Anomaly where primitive heart tube folds to left in mirror image of normal looping - usually occurs when all organ systems are reversed - situs inversus

Question 5

Explain septum formation in the atrio-ventricular canal

Answer 5

End of 4th week: 2 swellings of mesenchymal tissue arise: atrio-ventricular endocardial cushions -> grow and fuse -> (nb still no direct atria-vent communication) -> blood flows from common atrium into L vent and then into R vent.

Merging of the cushions creates a R and L atrioventricular canal

Question 6

What contributes to many cardiac malfomatins e.g. atrial septal and ventricular septal?

When does atrial partitioning start?

Answer 6

The endocardial cushions b/c of their key location abnormalities

With appearance of septum primum at around day 28.

Question 7

What is the septum primum?

What is the ostium primum?

What is the ostium secundum?

What grows after the ostium secundum?

What is the foramen ovale?

Answer 7

Crescent of tissue the grows from dorsal wall of atrium towards endocardial cushions.

The ostium (opening) formed by free edge of septum primum is the ostium primum.

Programmed apoptosis in upper portion of septium primum before it fuses with the endocardial cushions forms ostium secundum

Septum secundum but it doesn’t fuse with endocardial cushions

Free edges of the septum secundum forms the FO

Question 8

What is the job of the foramen ovale?

Answer 8

The foetus doesn’t use its lungs, so most blood diverted to systemic circulation by a R->L shunting between the 2 atriva via foramen ovale.

Question 9

Label A-C in the developing heart.

Answer 9

A: ostium secundum

B: septum secundum

C: foramen ovale

Question 10

How is the septum primum linked to the foramen ovale?

What happens eventually to the septum primum and secundum and why?

What is the remnant of the foramen ovale called in the adult?

Answer 10

Acts as a valve over it

Pressure increases in L atrium, forces primum against secundum -> both septa fuse forming a common atrial septum.

Fossa ovale

Question 11

When do the ventricles start to form?

How do they form?

Answer 11

By end of 4th week, ventricles begin to expand. New cardiac muscle (myocardium) is added on outside of ventricles.

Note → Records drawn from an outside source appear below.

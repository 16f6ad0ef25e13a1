//! Installment and payment routes.

use axum::{
    Json, Router,
    extract::{Path, Query, State},
    http::StatusCode,
    response::{IntoResponse, Response},
    routing::{delete, get, patch, post},
};
use chrono::NaiveDate;
use rust_decimal::Decimal;
use serde::{Deserialize, Serialize};
use serde_json::json;
use std::str::FromStr;
use uuid::Uuid;

use gestra_core::installment::{AllocationPolicy, InstallmentKind, InstallmentStatus};
use gestra_db::repositories::{
    InstallmentBalance, InstallmentRepository, PersonnelInstallmentInput, RegisterPaymentInput,
};
use gestra_shared::AppError;

use crate::middleware::AuthUser;
use crate::responses::fail;
use crate::routes::{commit, open_scope};
use crate::AppState;

/// Creates the installment routes.
pub fn routes() -> Router<AppState> {
    Router::new()
        .route("/installments/open", get(list_open))
        .route("/installments/personnel-expiry", post(create_for_expiry))
        .route("/installments/{installment_id}", get(get_balance))
        .route("/installments/{installment_id}/payments", get(list_payments))
        .route("/installments/{installment_id}/payments", post(register_payment))
        .route("/payments/{payment_id}", patch(amend_payment))
        .route("/payments/{payment_id}", delete(delete_payment))
        .route("/personnel-expiries", get(list_expiries))
        .route("/personnel-expiries", post(create_expiry))
}

/// Query parameters for listing open installments.
#[derive(Debug, Deserialize)]
pub struct ListOpenQuery {
    /// Only installments due on or before this date.
    pub as_of: Option<NaiveDate>,
}

/// Request body for registering a payment.
#[derive(Debug, Deserialize)]
pub struct RegisterPaymentRequest {
    /// Payment amount, as a decimal string.
    pub amount: String,
    /// Payment date (YYYY-MM-DD).
    pub entry_date: NaiveDate,
    /// Settlement account.
    pub financial_account_id: Uuid,
    /// Ordinary cause code.
    pub cause_code: String,
    /// Free-text description.
    #[serde(default)]
    pub description: String,
    /// Explicit overpayment override; never implied.
    #[serde(default)]
    pub allow_overpayment: bool,
}

/// Request body for amending a payment amount.
#[derive(Debug, Deserialize)]
pub struct AmendPaymentRequest {
    /// New amount, as a decimal string.
    pub amount: String,
    /// Explicit overpayment override; never implied.
    #[serde(default)]
    pub allow_overpayment: bool,
}

/// Request body for recording a personnel expiry.
#[derive(Debug, Deserialize)]
pub struct CreateExpiryRequest {
    /// Employee the deadline belongs to.
    pub employee_name: String,
    /// What expires.
    pub description: String,
    /// Expiry date (YYYY-MM-DD).
    pub expiry_date: NaiveDate,
}

/// Request body for creating an installment from a personnel expiry.
#[derive(Debug, Deserialize)]
pub struct PersonnelInstallmentRequest {
    /// The backing personnel expiry.
    pub personnel_expiry_id: Uuid,
    /// Due date (YYYY-MM-DD).
    pub due_date: NaiveDate,
    /// Amount due, as a decimal string.
    pub rate_amount: String,
    /// Direction.
    pub kind: InstallmentKind,
    /// Counterparty, when known.
    pub party_id: Option<Uuid>,
}

/// Response for an installment with its derived balance.
#[derive(Debug, Serialize)]
pub struct InstallmentResponse {
    /// Installment ID.
    pub id: Uuid,
    /// Due date.
    pub due_date: String,
    /// Rate amount.
    pub rate_amount: String,
    /// Direction.
    pub kind: gestra_db::entities::enums::InstallmentKind,
    /// Sum of linked payments.
    pub allocated: String,
    /// Rate amount minus allocated.
    pub residual: String,
    /// Open or settled.
    pub status: InstallmentStatus,
    /// Originating document.
    pub document_id: Option<Uuid>,
    /// Personnel-expiry context.
    pub personnel_expiry_id: Option<Uuid>,
}

impl From<InstallmentBalance> for InstallmentResponse {
    fn from(balance: InstallmentBalance) -> Self {
        Self {
            id: balance.installment.id,
            due_date: balance.installment.due_date.to_string(),
            rate_amount: balance.installment.rate_amount.to_string(),
            kind: balance.installment.kind,
            allocated: balance.allocated.to_string(),
            residual: balance.residual.to_string(),
            status: balance.status,
            document_id: balance.installment.document_id,
            personnel_expiry_id: balance.installment.personnel_expiry_id,
        }
    }
}

fn parse_amount(raw: &str) -> Result<Decimal, Response> {
    Decimal::from_str(raw)
        .map_err(|_| fail(AppError::field("amount", format!("invalid decimal: {raw}"))))
}

const fn policy(allow_overpayment: bool) -> AllocationPolicy {
    if allow_overpayment {
        AllocationPolicy::AllowOverpayment
    } else {
        AllocationPolicy::Strict
    }
}

/// GET `/installments/open` - Open installments as of a date.
async fn list_open(
    State(state): State<AppState>,
    auth: AuthUser,
    Query(query): Query<ListOpenQuery>,
) -> Response {
    let conn = match open_scope(&state, &auth).await {
        Ok(conn) => conn,
        Err(response) => return response,
    };

    match InstallmentRepository::list_open(&conn, query.as_of).await {
        Ok(balances) => {
            if let Err(response) = commit(conn).await {
                return response;
            }
            let items: Vec<InstallmentResponse> = balances.into_iter().map(Into::into).collect();
            (StatusCode::OK, Json(json!({ "installments": items }))).into_response()
        }
        Err(e) => fail(e),
    }
}

/// GET `/installments/{installment_id}` - One installment with its balance.
async fn get_balance(
    State(state): State<AppState>,
    auth: AuthUser,
    Path(installment_id): Path<Uuid>,
) -> Response {
    let conn = match open_scope(&state, &auth).await {
        Ok(conn) => conn,
        Err(response) => return response,
    };

    match InstallmentRepository::balance_of(&conn, installment_id).await {
        Ok(balance) => {
            if let Err(response) = commit(conn).await {
                return response;
            }
            (
                StatusCode::OK,
                Json(json!({ "installment": InstallmentResponse::from(balance) })),
            )
                .into_response()
        }
        Err(e) => fail(e),
    }
}

/// GET `/installments/{installment_id}/payments` - Payments linked to an
/// installment.
async fn list_payments(
    State(state): State<AppState>,
    auth: AuthUser,
    Path(installment_id): Path<Uuid>,
) -> Response {
    let conn = match open_scope(&state, &auth).await {
        Ok(conn) => conn,
        Err(response) => return response,
    };

    match InstallmentRepository::payments_for(&conn, installment_id).await {
        Ok(payments) => {
            if let Err(response) = commit(conn).await {
                return response;
            }
            let items: Vec<serde_json::Value> = payments
                .iter()
                .map(|p| {
                    json!({
                        "id": p.id,
                        "entry_date": p.entry_date.to_string(),
                        "amount": p.amount.to_string(),
                        "movement": p.movement,
                        "cause_code": p.cause_code,
                        "financial_account_id": p.financial_account_id,
                        "description": p.description,
                    })
                })
                .collect();
            (StatusCode::OK, Json(json!({ "payments": items }))).into_response()
        }
        Err(e) => fail(e),
    }
}

/// POST `/installments/{installment_id}/payments` - Register a payment.
async fn register_payment(
    State(state): State<AppState>,
    auth: AuthUser,
    Path(installment_id): Path<Uuid>,
    Json(payload): Json<RegisterPaymentRequest>,
) -> Response {
    let amount = match parse_amount(&payload.amount) {
        Ok(value) => value,
        Err(response) => return response,
    };

    let conn = match open_scope(&state, &auth).await {
        Ok(conn) => conn,
        Err(response) => return response,
    };

    let input = RegisterPaymentInput {
        installment_id,
        amount,
        entry_date: payload.entry_date,
        financial_account_id: payload.financial_account_id,
        cause_code: payload.cause_code,
        description: payload.description,
        policy: policy(payload.allow_overpayment),
    };

    match InstallmentRepository::register_payment(&conn, input).await {
        Ok(balance) => {
            if let Err(response) = commit(conn).await {
                return response;
            }
            (
                StatusCode::CREATED,
                Json(json!({ "installment": InstallmentResponse::from(balance) })),
            )
                .into_response()
        }
        Err(e) => fail(e),
    }
}

/// PATCH `/payments/{payment_id}` - Amend a payment amount.
async fn amend_payment(
    State(state): State<AppState>,
    auth: AuthUser,
    Path(payment_id): Path<Uuid>,
    Json(payload): Json<AmendPaymentRequest>,
) -> Response {
    let amount = match parse_amount(&payload.amount) {
        Ok(value) => value,
        Err(response) => return response,
    };

    let conn = match open_scope(&state, &auth).await {
        Ok(conn) => conn,
        Err(response) => return response,
    };

    match InstallmentRepository::amend_payment(
        &conn,
        payment_id,
        amount,
        policy(payload.allow_overpayment),
    )
    .await
    {
        Ok(balance) => {
            if let Err(response) = commit(conn).await {
                return response;
            }
            (
                StatusCode::OK,
                Json(json!({ "installment": InstallmentResponse::from(balance) })),
            )
                .into_response()
        }
        Err(e) => fail(e),
    }
}

/// DELETE `/payments/{payment_id}` - Delete a payment.
///
/// The installment's allocated total is derived, so it drops implicitly.
async fn delete_payment(
    State(state): State<AppState>,
    auth: AuthUser,
    Path(payment_id): Path<Uuid>,
) -> Response {
    let conn = match open_scope(&state, &auth).await {
        Ok(conn) => conn,
        Err(response) => return response,
    };

    match InstallmentRepository::delete_payment(&conn, payment_id).await {
        Ok(()) => {
            if let Err(response) = commit(conn).await {
                return response;
            }
            StatusCode::NO_CONTENT.into_response()
        }
        Err(e) => fail(e),
    }
}

/// GET `/personnel-expiries` - Personnel deadlines, nearest first.
async fn list_expiries(State(state): State<AppState>, auth: AuthUser) -> Response {
    let conn = match open_scope(&state, &auth).await {
        Ok(conn) => conn,
        Err(response) => return response,
    };

    match InstallmentRepository::list_personnel_expiries(&conn).await {
        Ok(rows) => {
            if let Err(response) = commit(conn).await {
                return response;
            }
            let items: Vec<serde_json::Value> = rows
                .iter()
                .map(|e| {
                    json!({
                        "id": e.id,
                        "employee_name": e.employee_name,
                        "description": e.description,
                        "expiry_date": e.expiry_date.to_string(),
                    })
                })
                .collect();
            (StatusCode::OK, Json(json!({ "expiries": items }))).into_response()
        }
        Err(e) => fail(e),
    }
}

/// POST `/personnel-expiries` - Record a personnel deadline.
async fn create_expiry(
    State(state): State<AppState>,
    auth: AuthUser,
    Json(payload): Json<CreateExpiryRequest>,
) -> Response {
    let conn = match open_scope(&state, &auth).await {
        Ok(conn) => conn,
        Err(response) => return response,
    };

    match InstallmentRepository::create_personnel_expiry(
        &conn,
        payload.employee_name,
        payload.description,
        payload.expiry_date,
    )
    .await
    {
        Ok(expiry) => {
            if let Err(response) = commit(conn).await {
                return response;
            }
            (
                StatusCode::CREATED,
                Json(json!({
                    "expiry": {
                        "id": expiry.id,
                        "employee_name": expiry.employee_name,
                        "description": expiry.description,
                        "expiry_date": expiry.expiry_date.to_string(),
                    }
                })),
            )
                .into_response()
        }
        Err(e) => fail(e),
    }
}

/// POST `/installments/personnel-expiry` - Installment from a personnel
/// deadline.
async fn create_for_expiry(
    State(state): State<AppState>,
    auth: AuthUser,
    Json(payload): Json<PersonnelInstallmentRequest>,
) -> Response {
    let rate_amount = match parse_amount(&payload.rate_amount) {
        Ok(value) => value,
        Err(response) => return response,
    };

    let conn = match open_scope(&state, &auth).await {
        Ok(conn) => conn,
        Err(response) => return response,
    };

    let input = PersonnelInstallmentInput {
        personnel_expiry_id: payload.personnel_expiry_id,
        due_date: payload.due_date,
        rate_amount,
        kind: payload.kind,
        party_id: payload.party_id,
    };

    match InstallmentRepository::create_for_personnel_expiry(&conn, input).await {
        Ok(installment) => {
            if let Err(response) = commit(conn).await {
                return response;
            }
            (
                StatusCode::CREATED,
                Json(json!({
                    "installment": {
                        "id": installment.id,
                        "due_date": installment.due_date.to_string(),
                        "rate_amount": installment.rate_amount.to_string(),
                        "kind": installment.kind,
                        "personnel_expiry_id": installment.personnel_expiry_id,
                    }
                })),
            )
                .into_response()
        }
        Err(e) => fail(e),
    }
}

Ventricular septum develops from base of heart (trabeculated muscle) and endocardial cushion grows down to it.

Question 12

Describe the partitioning of the outflow tract - aorta and pulmonary trunk.

Answer 12

Septum forms 2 pairs of swellings (mesoderm) which grow from the inner walls of the outflow tract (truncus arteriosus and bubulbus: R and L bulbar ridges. They twist around each other to form spiral aortico-pulmonary septum. They fuse in the midline and with the top of the muscular ventricular septum.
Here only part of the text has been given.